Warwick Institute of Engagement


Vacancies and Opportunities

For PhD and postdoctoral opportunities, and interest in potential collaborations, please contact me at the above email address.


Research Interests

Professor Holub is a geneticist, systems-thinker and a fellow of Warwick Institute of Engagement. He applies his experience to genetic improvement of food crops and public access to affordable food diversity. Recently, he has been selecting Meso-american crops for UK production including common beans (Phaseolus vulgaris), tomatoes, peppers, tomatillos and herbs. The aim is to enable a food system that better serves public health using seed, soil and British sunshine.

The UK is a nation of bean and tomato eaters-- served for example on toast or jacket potato. With this in mind, Professor Holub is working to establish new varieties of our favourite pulse, the common bean, for cooking with other home-grown ingredients. Provenance, convenience and versatility are key, especially knowing that all of ingredients in a commercial tin of navy beans in tomato sauce are imported. Thus, National Listing was obtained for three bean varieties: Capulet (looks like an imported navy bean), Godiva (a novel blonde kidney-like bean) and Olivia (an oval black bean).

Participatory research with consumers was launched in Coventry for the 2019 British Science Festival [For more information see: www.2BHealthyGB.com]. In February 2023, he registered a company (Nurtural Limited) with five co-directors which will transition into a social enterprise with a mission of 'connecting Ambassadors of Change (from kitchens and gardens and farms) for rejuvenating food environments in every community.'

Research: Technical Summary

The Phaseolus bean breeding programme at UofW has used conventional methods, dating back to the inventor of genetics Gregor Mendel. Molecular genetic characterisation of major alleles for important traits has been a focus, for example, recessive alleles for bacterial and viral resistance have been identified (which are priority markers for durable disease resistance). These will be useful for future accelerated whole genome selection. Genetic transformation is not currently possible in P. vulgaris so gene editing and genetic modification are not realistic options for genetic improvement of this legume crop.

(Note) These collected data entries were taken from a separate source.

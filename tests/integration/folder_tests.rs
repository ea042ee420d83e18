/*!
 * Tests for directory mode: discovery, mirrored output and per-file fallback
 */

use anyhow::Result;
use std::collections::HashSet;
use std::fs;
use std::path::PathBuf;
use std::time::Duration;
use tokio_util::sync::CancellationToken;

use crate::common;
use resxai::Controller;
use resxai::errors::{AppError, TranslationError};
use resxai::ledger::FailureRecord;
use resxai::providers::mock::MockProvider;

/// Test that a nested tree is mirrored into `<dir>_<lang>` and a broken file falls back alone
#[tokio::test]
async fn test_run_withNestedDirectory_shouldMirrorTreeAndIsolateFailures() -> Result<()> {
    common::init_test_logging();
    let temp_dir = common::create_temp_dir()?;
    let input = temp_dir.path().join("res");
    common::create_test_resx(&input, "Strings.resx")?;
    common::create_test_json(&input, "i18n/app.en.json")?;
    common::create_test_file(&input, "i18n/broken.json", "[1, 2, 3]")?;
    common::create_test_file(&input, "notes.txt", "not a resource")?;
    let controller = common::test_controller(temp_dir.path(), MockProvider::working());

    let summary = controller.run(&input, "fr").await?;

    let output_root = temp_dir.path().join("res_fr");
    assert_eq!(summary.output, output_root);
    assert_eq!(summary.translated, 2);

    let broken_output = output_root.join("i18n/broken.fr.json");
    assert_eq!(summary.failed, vec![broken_output.clone()]);
    assert_eq!(fs::read_to_string(&broken_output)?, "[1, 2, 3]");
    assert_eq!(controller.ledger().list_all()?, vec![FailureRecord::new(&broken_output, "fr")]);

    assert!(fs::read_to_string(output_root.join("Strings.fr.resx"))?.contains("<value>SAVE</value>"));
    assert_eq!(
        fs::read_to_string(output_root.join("i18n/app.fr.json"))?,
        "{\n  \"greeting\": \"HELLO\",\n  \"farewell\": \"BYE\"\n}"
    );
    assert!(!output_root.join("notes.txt").exists());
    Ok(())
}

/// Test that a directory with no resource files is a successful no-op
#[tokio::test]
async fn test_run_withEmptyDirectory_shouldTranslateNothing() -> Result<()> {
    let temp_dir = common::create_temp_dir()?;
    let input = temp_dir.path().join("empty");
    fs::create_dir_all(&input)?;
    let provider = MockProvider::working();
    let controller = common::test_controller(temp_dir.path(), provider.clone());

    let summary = controller.run(&input, "de").await?;

    assert_eq!(summary.translated, 0);
    assert!(summary.failed.is_empty());
    assert_eq!(provider.request_count(), 0);
    Ok(())
}

/// Test that several files in flight at once all land in the mirrored tree
#[tokio::test]
async fn test_run_withConcurrentFiles_shouldTranslateEveryFile() -> Result<()> {
    let temp_dir = common::create_temp_dir()?;
    let input = temp_dir.path().join("res");
    for i in 0..6 {
        common::create_test_json(&input, &format!("part{}/page{}.json", i % 2, i))?;
    }
    let mut config = common::test_config(temp_dir.path());
    config.concurrent_files = 3;
    let provider = MockProvider::working();
    let controller = Controller::with_provider(config, provider.clone());

    let summary = controller.run(&input, "es").await?;

    assert_eq!(summary.translated, 6);
    assert_eq!(provider.request_count(), 6);
    for i in 0..6 {
        let output = temp_dir.path().join(format!("res_es/part{}/page{}.es.json", i % 2, i));
        assert!(output.exists(), "missing {:?}", output);
    }
    assert!(controller.ledger().list_all()?.is_empty());
    Ok(())
}

/// Test that every file falls back when the backend is down, without stopping the run
#[tokio::test]
async fn test_run_withFailingBackend_shouldRecordEveryFile() -> Result<()> {
    let temp_dir = common::create_temp_dir()?;
    let input = temp_dir.path().join("res");
    common::create_test_json(&input, "a.json")?;
    common::create_test_resx(&input, "b.resx")?;
    let controller = common::test_controller(temp_dir.path(), MockProvider::failing());

    let summary = controller.run(&input, "it").await?;

    assert_eq!(summary.translated, 0);
    assert_eq!(summary.failed.len(), 2);
    let recorded = controller.ledger().list_all()?;
    assert_eq!(recorded.len(), 2);
    assert!(recorded.iter().all(|r| r.language == "it"));
    Ok(())
}

/// Test that concurrent failures each append one whole ledger line
#[tokio::test]
async fn test_run_withConcurrentFailures_shouldWriteOneLinePerFile() -> Result<()> {
    let temp_dir = common::create_temp_dir()?;
    let input = temp_dir.path().join("res");
    let count = 12;
    for i in 0..count {
        common::create_test_json(&input, &format!("group{}/strings_{}.json", i % 3, "x".repeat(i + 1)))?;
    }
    let mut config = common::test_config(temp_dir.path());
    config.concurrent_files = 4;
    let controller = Controller::with_provider(config, MockProvider::failing());

    let summary = controller.run(&input, "nl").await?;

    assert_eq!(summary.failed.len(), count);
    let content = fs::read_to_string(controller.ledger().path())?;
    assert_eq!(content.lines().count(), count);
    assert!(content.lines().all(|l| FailureRecord::parse_line(l).is_some()));

    let recorded: HashSet<PathBuf> = controller
        .ledger()
        .list_all()?
        .into_iter()
        .map(|r| r.path)
        .collect();
    let expected: HashSet<PathBuf> = summary.failed.iter().cloned().collect();
    assert_eq!(recorded.len(), count);
    assert_eq!(recorded, expected);
    Ok(())
}

/// Test that a cancelled directory run still leaves every mirrored output and records each file
#[tokio::test]
async fn test_run_whenCancelled_shouldFallBackForEveryFile() -> Result<()> {
    let temp_dir = common::create_temp_dir()?;
    let input = temp_dir.path().join("res");
    for name in ["a.json", "b.json", "c.json"] {
        common::create_test_json(&input, name)?;
    }
    let token = CancellationToken::new();
    let controller = common::test_controller(temp_dir.path(), MockProvider::slow(10_000))
        .with_cancellation(token.clone());

    let canceller = tokio::spawn(async move {
        tokio::time::sleep(Duration::from_millis(50)).await;
        token.cancel();
    });
    let err = controller.run(&input, "fr").await.unwrap_err();
    canceller.await?;

    assert!(matches!(err, AppError::Translation(TranslationError::Cancelled)));
    for name in ["a", "b", "c"] {
        let output = temp_dir.path().join(format!("res_fr/{}.fr.json", name));
        let source = input.join(format!("{}.json", name));
        assert_eq!(fs::read(&output)?, fs::read(&source)?, "missing or changed {:?}", output);
    }
    assert_eq!(controller.ledger().list_all()?.len(), 3);
    Ok(())
}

In earlier genetics research, Prof Holub developed tetraploid alfalfa with multi-genic resistance to a root-rotting complex of oomycete pathogens, which has since had major impact in the US dairy industry by improving resilience under harsh winter and wet soil conditions of a high protein perennial forage legume. He moved to the UK and quickly established Arabidopsis thaliana as an experimental system to investigate the molecular basis of resistance to natural parasites. This work generated seminal publications with international collaborators on R-gene mediated resistance, defense signaling and pathogen avirulence. He shifted research to a crop pathogen (Albugo candida causing brassica white rust) for genetic dissection of non-host resistance in A. thaliana. This revealed multiple defense layers, including a receptor-like gene WRR4 with potential use for broad-spectrum resistance in transgenic brassica crops. Parallel research on white rust in brassicas was advanced with DEFRA and BBSRC funding (BB/L011646/1). The later linked collaborative research with scientists in India on oilseed mustard (B. juncea) to UK production of English mustard, in which white rust is an emerging climate related disease.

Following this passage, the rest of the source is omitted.